Matricellular proteins include a group of non-homologous molecules regulating the interaction of cells with the extracellular matrix. Matricellular proteins are different from extracelluar matrix proteins such as laminin due to lacking of participation in extracellular matrix formation. SPARC is representative of non-structural matricellular proteins and is of significant importance due to its enhanced expression in many cancers. Both cancer cells and stromal cells can express SPARC protein, with SPARC mRNA visualized in these cells by in situ hybridization[26]. In this study, cytoplasmic SPARC expression was only elevated in a few poorly differentiated esophageal SCC and immunostaining signals were generally localized in carcinoma cells at the invasive front. This expression pattern was very similar to that of laminin-5 γ2 chain. In contrast, SPARC expression was elevated in the majority of stromal fibroblasts, displaying a strong profile along the negative background of cancer cells.

SPARC possibly influences tumor invasion and metastasis by altering the cytoskeletal structure, thereby affecting cellular adhesion. In addition, the expression of SPARC increases MMP expression in fibroblasts and monocytes. MMP facilitates the degradation of extracellular matrix components, leading to the increased ability of cancer cell movement related to cancer invasion, metastasis, and prognosis. In the present study, the expression level of SPARC in stromal fibroblasts had a tendency to correlate with pTNM stages. Survival analysis showed that high expression of stromal SPARC was associated with poor prognosis. This observation was consistent with earlier studies reporting a significant correlation between the elevated expression of SPARC mRNA and poor prognosis[10].

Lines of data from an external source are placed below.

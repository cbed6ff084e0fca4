// =============================================================================
// Engine Errors
// =============================================================================
//
// Three failure classes flow through the decision pipeline:
//
//   InsufficientData — a window is too short for the requested indicator.
//                      Recoverable: callers treat it as "no signal".
//   Analysis         — malformed input (non-monotonic timestamps, non-finite
//                      prices). Isolated per exchange by the aggregator.
//   Configuration    — invalid risk / sizing / indicator parameters. Fatal for
//                      the step that raised it only.
// =============================================================================

/// Typed error for every fallible operation in the engine core.
#[derive(Debug, Clone, PartialEq, thiserror::Error)]
pub enum EngineError {
    #[error("insufficient data for {what}: have {have}, need {need}")]
    InsufficientData {
        what: &'static str,
        have: usize,
        need: usize,
    },

    #[error("analysis error: {reason}")]
    Analysis { reason: String },

    #[error("configuration error: {reason}")]
    Configuration { reason: String },
}

impl EngineError {
    pub fn insufficient(what: &'static str, have: usize, need: usize) -> Self {
        Self::InsufficientData { what, have, need }
    }

    pub fn analysis(reason: impl Into<String>) -> Self {
        Self::Analysis {
            reason: reason.into(),
        }
    }

    pub fn configuration(reason: impl Into<String>) -> Self {
        Self::Configuration {
            reason: reason.into(),
        }
    }

    /// True for the recoverable "window too short" case.
    pub fn is_insufficient_data(&self) -> bool {
        matches!(self, Self::InsufficientData { .. })
    }
}

pub type EngineResult<T> = std::result::Result<T, EngineError>;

The expression levels of laminin-5 γ2 chain and SPARC were analyzed at different pTNM stages, which are representative of the progression of esophageal SCC. In patients with stage-IIA and -IIB esophageal SCC, the elevated expressions of laminin-5 γ2 chain and SPARC were associated with poor survival, suggesting laminin-5 γ2 chain and SPARC play important roles in stage-II esophageal SCC. Thus, simultaneous high expression of both laminin-5 γ2 chain and SPARC is a strong prognostic indicator for survival of patients with stage-II disease.

Laminin-5 γ2 chain and SPARC expressions were enhanced in esophageal SCC and predominantly expressed in cancer cells contacting the stroma at the edge of cancer nests. Although SPARC expression was mostly detected in the stroma, laminin-5 γ2 chain expression was detectable in cancer cells located at the edge of cancer nests. It has been reported SPARC interacts with laminin and SPARC expression is related to laminin production [19]–[21]. However, the relationship between laminin-5 γ2 chain expression and SPARC expression has not been investigated. We speculate overexpression of SPARC in esophageal SCC induces laminin-5 γ2 chain production, providing a mechanism for SPARC to facilitate the progress and metastasis of esophageal SCC. Further studies are warranted to confirm this hypothesis.

The elevated expressions of laminin-5 γ2 chain and SPARC may be indicators of poor prognosis in esophageal SCC patients. As both laminin-5 γ2 chain and SPARC function in stage-II esophageal SCC and reflect disease progression, detection of these two glycoproteins may be an indicator of clinical prognosis.